Lorenz Kienzle (born November 15, 1967]) is a German photographer. He has been living in Berlin since 1991.

Life 
Kienzle spent his childhood and youth in the Bavarian capital Munich. In an interview with the magazine Berliner Woche in the context of the exhibition Mein erstes gutes Foto (My first good photo) at Berlin Brotfabrik gallery in 2015 he talked about the first photo he magnified by himself while still at school in the 1980s: "In art lessons at my school, I had only spent a single hour in the darkroom. I still remember how the teacher rushed me to quickly move the photo paper from bath to bath".

After a one-year stay in Rome (1990–1991) at the Istituto Superiore di Fotografia, he trained as a photographer at the Berufsfachschule für Fotografie at Lette-Verein in Berlin (1991–1993). After graduating in 1993, he started to work as a freelance photographer, focusing on industrial heritage, architecture, urban space and portraiture. Photographic works by him were published during this time in the German daily newspapers Die Tageszeitung and Die Zeit. He works with a large format camera and B/W film.

Work 
In 1999 Kienzle started to work in the field of documentary photography for museums and other cultural institutions. Since 2006 he has been photographing large sculptures of the American artist Richard Serra in public spaces worldwide. In 2008, he was commissioned by Serra to photograph the exhibition Promenade at the Grand Palais in Paris for Monumenta 2008 as well as the installation piece Promenade for the exhibition catalogue and other advertising media such as posters and press photos.

In his artistic work since 2002, one focus have been the works by German novelist and poet Theodor Fontane. In the Tatort Fontane series he dealt with Fontane's novels, for which Kienzle took photographs at original locations from a contemporary perspective. The series was supplemented in 2019 with current works on a total of 11 novels, and shown in the exhibition Fontanes Berlin at Märkisches Museum. Through an exhibition project with archived photographs by Heinz Krüger, who was well known in the GDR, his focus since 2017 has also been on Fontane's Wanderungen durch die Mark Brandenburg. The results of numerous photographic excursions into the Berlin area on bicycle have been included in the book Brandenburger Notizen : Fontane - Krüger - Kienzle, published in March 2019, and an exhibition in the Museum Falkensee as part of Fontane.200, a program series funded by the annual culture festival ″Kulturland Brandenburg″. Further literary research deals with the work of Alfred Döblin. Here, too, Kienzle seeks out original locations for the novels, especially in Berlin. The first results of this research can be found in the publication of the Swedish festival O/Modernt The Art of Borrowing: Or How One Thing Leads to Another (2016).

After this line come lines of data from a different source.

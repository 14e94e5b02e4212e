//! Unified error type for the whole pipeline.

use std::fmt;

use arith_eval::EvalError;
use arith_ir::Span;
use arith_lexer::{LexError, LexErrorKind};
use arith_parse::{ParseError, ParseErrorKind};

/// Any failure from tokenizing, building or evaluating an expression.
#[derive(Clone, Debug, Eq, PartialEq)]
pub enum Error {
    Lex(LexError),
    Parse(ParseError),
    Eval(EvalError),
}

impl Error {
    /// Stable code identifying the error kind.
    pub fn code(&self) -> ErrorCode {
        match self {
            Error::Lex(error) => match error.kind {
                LexErrorKind::InvalidChar { .. } => ErrorCode::E0001,
                LexErrorKind::MalformedNumber => ErrorCode::E0002,
                LexErrorKind::RepeatedDecimalPoint => ErrorCode::E0003,
                LexErrorKind::MalformedIdentifier => ErrorCode::E0004,
                LexErrorKind::UnknownTerm => ErrorCode::E0005,
            },
            Error::Parse(error) => match error.kind {
                ParseErrorKind::MissingOperands { .. } => ErrorCode::E1001,
                ParseErrorKind::IllegalCombination { .. } => ErrorCode::E1002,
                ParseErrorKind::EmptyGroup => ErrorCode::E1003,
                ParseErrorKind::UnmatchedClosingBracket => ErrorCode::E1101,
                ParseErrorKind::UnclosedOpeningBracket => ErrorCode::E1102,
            },
            Error::Eval(error) => match error {
                EvalError::UnresolvedVariable { .. } => ErrorCode::E6001,
                EvalError::MalformedNumber { .. } => ErrorCode::E6002,
                EvalError::NotAnOperator { .. } => ErrorCode::E6003,
            },
        }
    }

    pub fn span(&self) -> Span {
        match self {
            Error::Lex(error) => error.span,
            Error::Parse(error) => error.span,
            Error::Eval(error) => error.span(),
        }
    }
}

impl fmt::Display for Error {
    fn fmt(&self, f: &mut fmt::Formatter<'_>) -> fmt::Result {
        write!(f, "error[{}]: ", self.code())?;
        match self {
            Error::Lex(error) => fmt::Display::fmt(error, f),
            Error::Parse(error) => fmt::Display::fmt(error, f),
            Error::Eval(error) => fmt::Display::fmt(error, f),
        }
    }
}

impl std::error::Error for Error {
    fn source(&self) -> Option<&(dyn std::error::Error + 'static)> {
        match self {
            Error::Lex(error) => Some(error),
            Error::Parse(error) => Some(error),
            Error::Eval(error) => Some(error),
        }
    }
}

impl From<LexError> for Error {
    fn from(error: LexError) -> Self {
        Error::Lex(error)
    }
}

impl From<ParseError> for Error {
    fn from(error: ParseError) -> Self {
        Error::Parse(error)
    }
}

impl From<EvalError> for Error {
    fn from(error: EvalError) -> Self {
        Error::Eval(error)
    }
}

/// Error codes.
///
/// Format: E#### where the leading digits give the stage:
/// - E0xxx: Lexical errors
/// - E10xx: Syntax errors
/// - E11xx: Bracket mismatches
/// - E6xxx: Evaluation errors
#[derive(Copy, Clone, Eq, PartialEq, Hash, Debug)]
pub enum ErrorCode {
    /// Unclassifiable character
    E0001,
    /// Malformed number literal
    E0002,
    /// Repeated decimal point
    E0003,
    /// Malformed identifier
    E0004,
    /// Term matches no token shape
    E0005,
    /// Operator without two operands
    E1001,
    /// Illegal combination of operators and operands
    E1002,
    /// Empty bracket group
    E1003,
    /// Unmatched closing bracket
    E1101,
    /// Unclosed opening bracket
    E1102,
    /// Unresolved variable
    E6001,
    /// Unparsable number leaf
    E6002,
    /// Non-operator internal node
    E6003,
}

impl ErrorCode {
    pub fn as_str(self) -> &'static str {
        match self {
            ErrorCode::E0001 => "E0001",
            ErrorCode::E0002 => "E0002",
            ErrorCode::E0003 => "E0003",
            ErrorCode::E0004 => "E0004",
            ErrorCode::E0005 => "E0005",
            ErrorCode::E1001 => "E1001",
            ErrorCode::E1002 => "E1002",
            ErrorCode::E1003 => "E1003",
            ErrorCode::E1101 => "E1101",
            ErrorCode::E1102 => "E1102",
            ErrorCode::E6001 => "E6001",
            ErrorCode::E6002 => "E6002",
            ErrorCode::E6003 => "E6003",
        }
    }

    /// Lexical errors.
    pub fn is_lexical(self) -> bool {
        self.as_str().starts_with("E0")
    }

    /// Bracket nesting errors.
    pub fn is_bracket_mismatch(self) -> bool {
        self.as_str().starts_with("E11")
    }

    /// Operator/operand arity errors.
    pub fn is_syntax(self) -> bool {
        self.as_str().starts_with("E10")
    }
}

impl fmt::Display for ErrorCode {
    fn fmt(&self, f: &mut fmt::Formatter<'_>) -> fmt::Result {
        f.write_str(self.as_str())
    }
}
//! Lexer error types.
//!
//! Errors carry WHERE (`span`), WHAT (`kind`) and WHY (`context`, what the
//! lexer was accumulating when it gave up). Tokenization stops at the first
//! error; there is no recovery.

use std::fmt;

use arith_ir::Span;

/// A lexical error with its location.
#[derive(Clone, Debug, Eq, PartialEq, Hash)]
pub struct LexError {
    /// WHERE the error occurred.
    pub span: Span,
    /// WHAT went wrong.
    pub kind: LexErrorKind,
    /// WHY we were checking.
    pub context: LexErrorContext,
}

/// What kind of lexical error occurred.
#[derive(Clone, Debug, Eq, PartialEq, Hash)]
pub enum LexErrorKind {
    /// Character outside every character class (or a letter while
    /// variables are disabled).
    InvalidChar { ch: char },
    /// A second `.` inside one numeric literal.
    RepeatedDecimalPoint,
    /// Accumulated digits and dots do not form `digit* ('.' digit+)*`.
    MalformedNumber,
    /// Accumulated identifier contains something other than ASCII letters.
    MalformedIdentifier,
    /// A standalone term matches no token shape.
    UnknownTerm,
}

/// What the lexer was doing at the point of error.
#[derive(Clone, Copy, Debug, Default, Eq, PartialEq, Hash)]
pub enum LexErrorContext {
    /// Between tokens.
    #[default]
    TopLevel,
    /// Inside a numeric literal.
    NumberLiteral,
    /// Inside an identifier.
    Identifier,
    /// Classifying a complete standalone term.
    Term,
}

impl LexError {
    /// Create an unclassifiable character error.
    #[cold]
    pub fn invalid_char(span: Span, ch: char) -> Self {
        Self {
            span,
            kind: LexErrorKind::InvalidChar { ch },
            context: LexErrorContext::TopLevel,
        }
    }

    /// Create a repeated decimal point error.
    #[cold]
    pub fn repeated_decimal_point(span: Span) -> Self {
        Self {
            span,
            kind: LexErrorKind::RepeatedDecimalPoint,
            context: LexErrorContext::NumberLiteral,
        }
    }

    /// Create a malformed number error spanning the whole literal.
    #[cold]
    pub fn malformed_number(span: Span) -> Self {
        Self {
            span,
            kind: LexErrorKind::MalformedNumber,
            context: LexErrorContext::NumberLiteral,
        }
    }

    /// Create a malformed identifier error spanning the whole identifier.
    #[cold]
    pub fn malformed_identifier(span: Span) -> Self {
        Self {
            span,
            kind: LexErrorKind::MalformedIdentifier,
            context: LexErrorContext::Identifier,
        }
    }

    /// Create an unknown term error.
    #[cold]
    pub fn unknown_term(span: Span) -> Self {
        Self {
            span,
            kind: LexErrorKind::UnknownTerm,
            context: LexErrorContext::Term,
        }
    }
}

impl fmt::Display for LexError {
    fn fmt(&self, f: &mut fmt::Formatter<'_>) -> fmt::Result {
        match &self.kind {
            LexErrorKind::InvalidChar { ch } => {
                write!(f, "unclassifiable character {ch:?}")?;
            }
            LexErrorKind::RepeatedDecimalPoint => {
                f.write_str("repeated decimal point in number")?;
            }
            LexErrorKind::MalformedNumber => {
                f.write_str("malformed number, expected digits with optional `.digits` parts")?;
            }
            LexErrorKind::MalformedIdentifier => {
                f.write_str("malformed identifier, expected ASCII letters only")?;
            }
            LexErrorKind::UnknownTerm => {
                f.write_str("term does not match any token shape")?;
            }
        }
        write!(f, " at {}", self.span)
    }
}

impl std::error::Error for LexError {}
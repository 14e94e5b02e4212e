//! Source location spans.

use std::fmt;

/// Byte range of a token in the original expression text.
///
/// Layout: 8 bytes total
/// - start: u32 - byte offset from the start of the expression
/// - end: u32 - byte offset (exclusive)
#[derive(Copy, Clone, Eq, PartialEq, Hash, Default)]
pub struct Span {
    pub start: u32,
    pub end: u32,
}

impl Span {
    /// Placeholder span for tokens that did not come from source text.
    pub const DUMMY: Span = Span { start: 0, end: 0 };

    /// Create a new span.
    #[inline]
    pub const fn new(start: u32, end: u32) -> Self {
        Span { start, end }
    }

    /// Create from `usize` byte offsets, clamping anything past `u32::MAX`.
    ///
    /// Expressions long enough to hit the clamp still lex correctly; only
    /// the reported location loses precision.
    #[inline]
    pub fn from_offsets(start: usize, end: usize) -> Self {
        let clamp = |offset: usize| u32::try_from(offset).unwrap_or(u32::MAX);
        Span {
            start: clamp(start),
            end: clamp(end),
        }
    }

    /// Length of the span in bytes.
    #[inline]
    pub const fn len(&self) -> u32 {
        self.end.saturating_sub(self.start)
    }

    /// Check if span is empty.
    #[inline]
    pub const fn is_empty(&self) -> bool {
        self.start == self.end
    }

    /// Merge two spans to create one covering both.
    #[inline]
    #[must_use]
    pub fn merge(self, other: Span) -> Span {
        Span {
            start: self.start.min(other.start),
            end: self.end.max(other.end),
        }
    }
}

impl fmt::Debug for Span {
    fn fmt(&self, f: &mut fmt::Formatter<'_>) -> fmt::Result {
        write!(f, "{}..{}", self.start, self.end)
    }
}

impl fmt::Display for Span {
    fn fmt(&self, f: &mut fmt::Formatter<'_>) -> fmt::Result {
        write!(f, "{}..{}", self.start, self.end)
    }
}

#[cfg(test)]
mod tests {
    use super::*;

    #[test]
    fn merge_covers_both() {
        let merged = Span::new(4, 6).merge(Span::new(0, 2));
        assert_eq!(merged, Span::new(0, 6));
        assert_eq!(merged.len(), 6);
    }

    #[test]
    fn from_offsets_clamps() {
        let span = Span::from_offsets(3, usize::MAX);
        assert_eq!(span.start, 3);
        assert_eq!(span.end, u32::MAX);
    }

    #[test]
    fn inverted_span_has_zero_len() {
        assert_eq!(Span::new(5, 2).len(), 0);
    }

    #[test]
    fn dummy_is_empty() {
        assert!(Span::DUMMY.is_empty());
        assert_eq!(format!("{}", Span::new(1, 5)), "1..5");
    }
}
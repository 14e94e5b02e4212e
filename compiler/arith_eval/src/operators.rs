//! Binary operator implementations.
//!
//! Plain IEEE-754 double arithmetic. Division by zero is not special-cased:
//! `1/0` is `inf`, `0/0` is `NaN`.

use arith_ir::BinaryOp;

/// Apply `op` to two already-evaluated operands.
#[inline]
pub fn evaluate_binary(op: BinaryOp, left: f64, right: f64) -> f64 {
    match op {
        BinaryOp::Add => left + right,
        BinaryOp::Sub => left - right,
        BinaryOp::Mul => left * right,
        BinaryOp::Div => left / right,
    }
}
//! Operator-precedence tree builder.
//!
//! Builds an [`ExprTree`] directly from a token sequence with two explicit
//! stacks: finished subtrees on the operand stack, pending operators (and
//! open brackets) on the operator stack. Whenever the operator on top binds
//! at least as tightly as the incoming one it is reduced first, which makes
//! every operator left-associative.
//!
//! # Error ordering
//!
//! Operand shortfalls and unmatched `)` abort immediately. A bracket group
//! whose contents do not reduce to exactly one operand is remembered and
//! reported only once the whole input has been seen, so bracket nesting
//! problems elsewhere take precedence over it.

mod error;

use arith_ir::{ExprTree, Node, Span, Token, TokenKind};
use rustc_hash::FxHashSet;
use smallvec::SmallVec;
use tracing::{debug, trace};

pub use error::{ParseError, ParseErrorKind};

/// Build an expression tree from a token sequence.
pub fn build(tokens: impl IntoIterator<Item = Token>) -> Result<ExprTree, ParseError> {
    let mut builder = TreeBuilder::default();
    for token in tokens {
        builder.push(token)?;
    }
    let tree = builder.finish()?;
    debug!(
        depth = tree.depth(),
        variables = tree.variables().len(),
        computable = tree.is_computable(),
        "built expression tree"
    );
    Ok(tree)
}

/// An entry on the operator stack.
#[derive(Debug)]
struct PendingOp {
    token: Token,
    /// Operand stack height when this entry was pushed. Only meaningful
    /// for `(`: its group must leave exactly one more operand behind.
    mark: usize,
}

#[derive(Default)]
struct TreeBuilder {
    operands: Vec<Node>,
    operators: SmallVec<[PendingOp; 8]>,
    variables: FxHashSet<String>,
    /// First malformed bracket group, reported at end of input.
    group_error: Option<ParseError>,
    /// Span covering every token seen so far.
    extent: Option<Span>,
}

impl TreeBuilder {
    fn push(&mut self, token: Token) -> Result<(), ParseError> {
        self.extent = Some(match self.extent {
            Some(extent) => extent.merge(token.span),
            None => token.span,
        });

        match token.kind {
            TokenKind::Number => self.operands.push(Node::leaf(token)),
            TokenKind::Variable => {
                self.variables.insert(token.text.clone());
                self.operands.push(Node::leaf(token));
            }
            TokenKind::Plus | TokenKind::Minus | TokenKind::Times | TokenKind::Divide => {
                self.push_operator(token)?;
            }
            TokenKind::LParen => self.operators.push(PendingOp {
                token,
                mark: self.operands.len(),
            }),
            TokenKind::RParen => self.close_group(&token)?,
        }
        Ok(())
    }

    /// Reduce everything that binds at least as tightly as `token`, then
    /// push it.
    fn push_operator(&mut self, token: Token) -> Result<(), ParseError> {
        let incoming = token.kind.precedence();
        while let Some(top) = self.operators.pop() {
            if top.token.kind.precedence() < incoming {
                self.operators.push(top);
                break;
            }
            self.reduce(top.token)?;
        }
        self.operators.push(PendingOp {
            token,
            mark: self.operands.len(),
        });
        Ok(())
    }

    /// Reduce down to the matching `(` and discard it.
    fn close_group(&mut self, close: &Token) -> Result<(), ParseError> {
        let open = loop {
            let Some(top) = self.operators.pop() else {
                return Err(ParseError::unmatched_closing_bracket(close.span));
            };
            if top.token.kind == TokenKind::LParen {
                break top;
            }
            self.reduce(top.token)?;
        };
        let span = open.token.span.merge(close.span);
        let produced = self.operands.len().checked_sub(open.mark);
        trace!(?produced, %span, "closed group");
        let error = match produced {
            Some(1) => None,
            Some(0) | None => Some(ParseError::empty_group(span)),
            Some(n) => Some(ParseError::illegal_combination(span, n)),
        };
        if self.group_error.is_none() {
            self.group_error = error;
        }
        Ok(())
    }

    /// Combine an operator already popped off the operator stack with the
    /// top two operands into a new internal node.
    fn reduce(&mut self, token: Token) -> Result<(), ParseError> {
        if self.operands.len() < 2 {
            return Err(ParseError::missing_operands(
                token.span,
                token.kind,
                self.operands.len(),
            ));
        }
        let (Some(rhs), Some(lhs)) = (self.operands.pop(), self.operands.pop()) else {
            return Err(ParseError::missing_operands(token.span, token.kind, 0));
        };
        trace!(op = ?token.kind, "reduce");
        self.operands.push(Node::binary(token, lhs, rhs));
        Ok(())
    }

    fn finish(mut self) -> Result<ExprTree, ParseError> {
        while let Some(top) = self.operators.pop() {
            if top.token.kind == TokenKind::LParen {
                return Err(ParseError::unclosed_opening_bracket(top.token.span));
            }
            self.reduce(top.token)?;
        }

        if let Some(error) = self.group_error {
            return Err(error);
        }

        let extent = self.extent.unwrap_or(Span::DUMMY);
        let count = self.operands.len();
        match (self.operands.pop(), count) {
            (Some(root), 1) => Ok(ExprTree::new(root, self.variables)),
            _ => Err(ParseError::illegal_combination(extent, count)),
        }
    }
}
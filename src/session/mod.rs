//! Share session protocol
//!
//! One share moves one encrypted payload from a sender to a receiver.
//! The exchange is three causal steps over an already-connected
//! transport:
//!
//! 1. the receiver generates a key pair and publishes the encoded
//!    public half ([`ShareMessage::KeyOffer`])
//! 2. the sender decodes the key, encrypts the payload under it and
//!    sends the ciphertext back ([`ShareMessage::Payload`])
//! 3. the receiver decrypts with the private half, which never leaves
//!    its process
//!
//! Frames are opcode-tagged binary messages with a version byte, one
//! frame per transport message.

use thiserror::Error;

use crate::crypto::{Cipher, CipherSuite, CryptoError, KeyPair, PublicKey};
use crate::transport::{Transport, TransportError};

/// Wire protocol version carried in every frame
const PROTOCOL_VERSION: u8 = 0;

/// Errors that can occur during a share exchange
#[derive(Error, Debug)]
pub enum ShareError {
    /// A cryptographic operation failed
    #[error(transparent)]
    Crypto(#[from] CryptoError),

    /// The underlying transport failed
    #[error(transparent)]
    Transport(#[from] TransportError),

    /// The peer sent a valid frame at the wrong point in the exchange
    #[error("peer sent an unexpected message")]
    UnexpectedMessage,

    /// The peer speaks a different protocol version
    #[error("unsupported protocol version {0}")]
    UnsupportedVersion(u8),

    /// The frame could not be parsed
    #[error("invalid frame: {0}")]
    InvalidFrame(String),

    /// The peer gave up on the exchange
    #[error("peer aborted the share: {0}")]
    Aborted(String),
}

/// Result type for share exchanges
pub type ShareResult<T> = Result<T, ShareError>;

/// Protocol frames exchanged through a share
#[derive(Clone, Debug, PartialEq, Eq)]
pub enum ShareMessage {
    /// The receiver's encoded public key, sent right after joining
    KeyOffer {
        /// SubjectPublicKeyInfo DER blob
        key: Vec<u8>,
    },

    /// The encrypted payload from the sender
    Payload {
        /// Raw OAEP ciphertext, exactly one key length long
        ciphertext: Vec<u8>,
    },

    /// Either end giving up on the exchange
    Abort {
        /// Human-readable reason, shown to the other end
        reason: String,
    },
}

impl ShareMessage {
    /// Serialize the frame to bytes
    pub fn to_bytes(&self) -> Vec<u8> {
        let mut bytes = Vec::new();

        match self {
            ShareMessage::KeyOffer { key } => {
                bytes.push(0x01); // Opcode
                bytes.push(PROTOCOL_VERSION);
                bytes.extend_from_slice(&(key.len() as u16).to_le_bytes());
                bytes.extend_from_slice(key);
            }
            ShareMessage::Payload { ciphertext } => {
                bytes.push(0x02);
                bytes.push(PROTOCOL_VERSION);
                bytes.extend_from_slice(&(ciphertext.len() as u32).to_le_bytes());
                bytes.extend_from_slice(ciphertext);
            }
            ShareMessage::Abort { reason } => {
                bytes.push(0xFF);
                bytes.push(PROTOCOL_VERSION);
                let reason_bytes = reason.as_bytes();
                bytes.extend_from_slice(&(reason_bytes.len() as u16).to_le_bytes());
                bytes.extend_from_slice(reason_bytes);
            }
        }

        bytes
    }

    /// Deserialize a frame from bytes
    pub fn from_bytes(bytes: &[u8]) -> ShareResult<Self> {
        if bytes.len() < 2 {
            return Err(ShareError::InvalidFrame("frame too short".to_string()));
        }

        let opcode = bytes[0];
        let version = bytes[1];
        if version != PROTOCOL_VERSION {
            return Err(ShareError::UnsupportedVersion(version));
        }
        let rest = &bytes[2..];

        match opcode {
            0x01 => {
                let (key, _) = read_vec16(rest)?;
                Ok(ShareMessage::KeyOffer { key })
            }
            0x02 => {
                let (ciphertext, _) = read_vec32(rest)?;
                Ok(ShareMessage::Payload { ciphertext })
            }
            0xFF => {
                let (reason_bytes, _) = read_vec16(rest)?;
                let reason = String::from_utf8(reason_bytes)
                    .map_err(|e| ShareError::InvalidFrame(e.to_string()))?;
                Ok(ShareMessage::Abort { reason })
            }
            _ => Err(ShareError::InvalidFrame(format!(
                "unknown opcode {:#x}",
                opcode
            ))),
        }
    }
}

/// Helper: read a length-prefixed vector (16-bit length)
fn read_vec16(bytes: &[u8]) -> ShareResult<(Vec<u8>, &[u8])> {
    if bytes.len() < 2 {
        return Err(ShareError::InvalidFrame("not enough data".to_string()));
    }

    let len = u16::from_le_bytes([bytes[0], bytes[1]]) as usize;
    let rest = &bytes[2..];

    if rest.len() < len {
        return Err(ShareError::InvalidFrame("not enough data".to_string()));
    }

    Ok((rest[..len].to_vec(), &rest[len..]))
}

/// Helper: read a length-prefixed vector (32-bit length)
fn read_vec32(bytes: &[u8]) -> ShareResult<(Vec<u8>, &[u8])> {
    if bytes.len() < 4 {
        return Err(ShareError::InvalidFrame("not enough data".to_string()));
    }

    let len = u32::from_le_bytes([bytes[0], bytes[1], bytes[2], bytes[3]]) as usize;
    let rest = &bytes[4..];

    if rest.len() < len {
        return Err(ShareError::InvalidFrame("not enough data".to_string()));
    }

    Ok((rest[..len].to_vec(), &rest[len..]))
}

/// Sender half of the exchange
///
/// Waits for the receiver's key offer, encrypts the payload under the
/// offered key and pushes the ciphertext back. If encryption is
/// rejected (for example the payload does not fit in one block), a
/// [`ShareMessage::Abort`] is sent so the receiver is not left
/// waiting, and the error is surfaced to the caller.
pub async fn deliver<T: Transport>(
    transport: &mut T,
    suite: &CipherSuite,
    payload: &[u8],
) -> ShareResult<()> {
    let frame = transport.receive().await?;
    let key = match ShareMessage::from_bytes(&frame)? {
        ShareMessage::KeyOffer { key } => PublicKey::decode(suite, &key)?,
        ShareMessage::Abort { reason } => return Err(ShareError::Aborted(reason)),
        _ => return Err(ShareError::UnexpectedMessage),
    };

    let ciphertext = match Cipher::encrypt(&key, payload) {
        Ok(ciphertext) => ciphertext,
        Err(err) => {
            let abort = ShareMessage::Abort {
                reason: err.to_string(),
            };
            let _ = transport.send(&abort.to_bytes()).await;
            return Err(err.into());
        }
    };

    transport
        .send(&ShareMessage::Payload { ciphertext }.to_bytes())
        .await?;

    Ok(())
}

/// Receiver half of the exchange
///
/// Generates a fresh key pair, publishes the public half through the
/// share and decrypts the payload that comes back. The private key
/// lives only inside this call.
pub async fn accept<T: Transport>(transport: &mut T, suite: &CipherSuite) -> ShareResult<Vec<u8>> {
    let pair = KeyPair::generate(suite)?;

    let offer = ShareMessage::KeyOffer {
        key: pair.encode_public_key(),
    };
    transport.send(&offer.to_bytes()).await?;

    let frame = transport.receive().await?;
    match ShareMessage::from_bytes(&frame)? {
        ShareMessage::Payload { ciphertext } => {
            Ok(Cipher::decrypt(pair.private_key(), &ciphertext)?)
        }
        ShareMessage::Abort { reason } => Err(ShareError::Aborted(reason)),
        _ => Err(ShareError::UnexpectedMessage),
    }
}

#[cfg(test)]
mod tests {
    use super::*;
    use crate::crypto::OaepHash;
    use crate::transport::memory;

    fn test_suite() -> CipherSuite {
        CipherSuite::new(1024, OaepHash::Sha256)
    }

    #[tokio::test]
    async fn test_deliver_accept_roundtrip() {
        let (mut sender, mut receiver) = memory::create_pair();
        let suite = test_suite();
        let payload = b"the quick brown fox".to_vec();

        let (sent, received) = tokio::join!(
            deliver(&mut sender, &suite, &payload),
            accept(&mut receiver, &suite),
        );

        sent.unwrap();
        assert_eq!(received.unwrap(), payload);
    }

    #[tokio::test]
    async fn test_oversized_payload_aborts_both_ends() {
        let (mut sender, mut receiver) = memory::create_pair();
        let suite = test_suite();
        let payload = vec![0u8; suite.max_payload() + 1];

        let (sent, received) = tokio::join!(
            deliver(&mut sender, &suite, &payload),
            accept(&mut receiver, &suite),
        );

        assert!(matches!(
            sent,
            Err(ShareError::Crypto(CryptoError::PayloadTooLarge { .. }))
        ));
        assert!(matches!(received, Err(ShareError::Aborted(_))));
    }

    #[tokio::test]
    async fn test_deliver_rejects_wrong_first_message() {
        let (mut sender, mut other) = memory::create_pair();
        let suite = test_suite();

        let frame = ShareMessage::Payload {
            ciphertext: vec![0; 16],
        };
        other.send(&frame.to_bytes()).await.unwrap();

        let result = deliver(&mut sender, &suite, b"data").await;
        assert!(matches!(result, Err(ShareError::UnexpectedMessage)));
    }

    #[tokio::test]
    async fn test_deliver_surfaces_peer_abort() {
        let (mut sender, mut other) = memory::create_pair();
        let suite = test_suite();

        let frame = ShareMessage::Abort {
            reason: "changed my mind".to_string(),
        };
        other.send(&frame.to_bytes()).await.unwrap();

        let result = deliver(&mut sender, &suite, b"data").await;
        assert!(matches!(result, Err(ShareError::Aborted(reason)) if reason == "changed my mind"));
    }

    #[test]
    fn test_frame_roundtrip() {
        let messages = vec![
            ShareMessage::KeyOffer {
                key: vec![1, 2, 3, 4],
            },
            ShareMessage::Payload {
                ciphertext: vec![0; 128],
            },
            ShareMessage::Abort {
                reason: "goodbye".to_string(),
            },
        ];

        for msg in messages {
            let restored = ShareMessage::from_bytes(&msg.to_bytes()).unwrap();
            assert_eq!(restored, msg);
        }
    }

    #[test]
    fn test_frame_rejects_unknown_version() {
        let mut bytes = ShareMessage::KeyOffer { key: vec![1] }.to_bytes();
        bytes[1] = 9;

        let result = ShareMessage::from_bytes(&bytes);
        assert!(matches!(result, Err(ShareError::UnsupportedVersion(9))));
    }

    #[test]
    fn test_frame_rejects_unknown_opcode() {
        let result = ShareMessage::from_bytes(&[0x42, PROTOCOL_VERSION, 0, 0]);
        assert!(matches!(result, Err(ShareError::InvalidFrame(_))));
    }

    #[test]
    fn test_frame_rejects_truncation() {
        let bytes = ShareMessage::Payload {
            ciphertext: vec![0; 128],
        }
        .to_bytes();

        let result = ShareMessage::from_bytes(&bytes[..bytes.len() - 1]);
        assert!(matches!(result, Err(ShareError::InvalidFrame(_))));

        let result = ShareMessage::from_bytes(&[]);
        assert!(matches!(result, Err(ShareError::InvalidFrame(_))));
    }
}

Photographs by Lorenz Kienzle can be found in the Guggenheim Museum Bilbao, the German Museum of Technology in Berlin, the Brandenburg Museum of Industry, and in numerous private collections. In 2016 the Stadtmuseum Berlin purchased his picture series Tatort Fontane. It was shown as part of the culture festival Fontane.200 in September 2019, together with original manuscripts of Fontane novels and views of Berlin from Fontane's time in the exhibition Fontanes Berlin – Photographs & Writings. Fiction & Reality.

The Syrian filmmaker Omar Akahare followed Kienzle with a video camera during his work on the portrait series Ein Jahr Heimat (One Year Home). The short documentary portrait about Lorenz Kienzle had its premiere at the opening of the exhibition One Year Home at Käthe Kollwitz Museum (Berlin) on February 26, 2017.

Since 2017, Kienzle reviewed and digitized the photo archive of Müllrose photographer Ursula Raschke, resulting in an online exhibition project in 2020 and in the urban space of Müllrose on his initiative.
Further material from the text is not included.